> _ABOUT THIS TASK_: Every line below that has "crate" in it should be copied.

> _GIVEN RECORDS_:

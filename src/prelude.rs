//! Prelude module for convenient imports.
//!
//! # Usage
//!
//! ```rust
//! use support_governance::prelude::*;
//! ```

// Core types
pub use crate::Error;
pub use crate::ErrorCategory;
pub use crate::Result;

// Pipeline
pub use crate::governance::{Governance, GovernedRequest, ResponseSource, Served};
pub use crate::upstream::{Generation, UpstreamError, UpstreamErrorKind};

// Components
pub use crate::budget::{BudgetGuard, BudgetRemaining, BudgetStatus};
pub use crate::cache::ResponseCache;
pub use crate::limiter::TenantRateLimiter;
pub use crate::resilience::{BackoffExecutor, Failure, RetryError, RetryPolicy};
pub use crate::usage::{UsageSnapshot, UsageTracker};

// Configuration
pub use crate::config::GovernanceConfig;

// Time
pub use crate::clock::{Clock, ManualClock, SystemClock};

> _ANSWER SECTION_:
pub use crate::Error;
pub use crate::ErrorCategory;
pub use crate::Result;
pub use crate::governance::{Governance, GovernedRequest, ResponseSource, Served};
pub use crate::upstream::{Generation, UpstreamError, UpstreamErrorKind};
pub use crate::budget::{BudgetGuard, BudgetRemaining, BudgetStatus};
pub use crate::cache::ResponseCache;
pub use crate::limiter::TenantRateLimiter;
pub use crate::resilience::{BackoffExecutor, Failure, RetryError, RetryPolicy};
pub use crate::usage::{UsageSnapshot, UsageTracker};
pub use crate::config::GovernanceConfig;
pub use crate::clock::{Clock, ManualClock, SystemClock};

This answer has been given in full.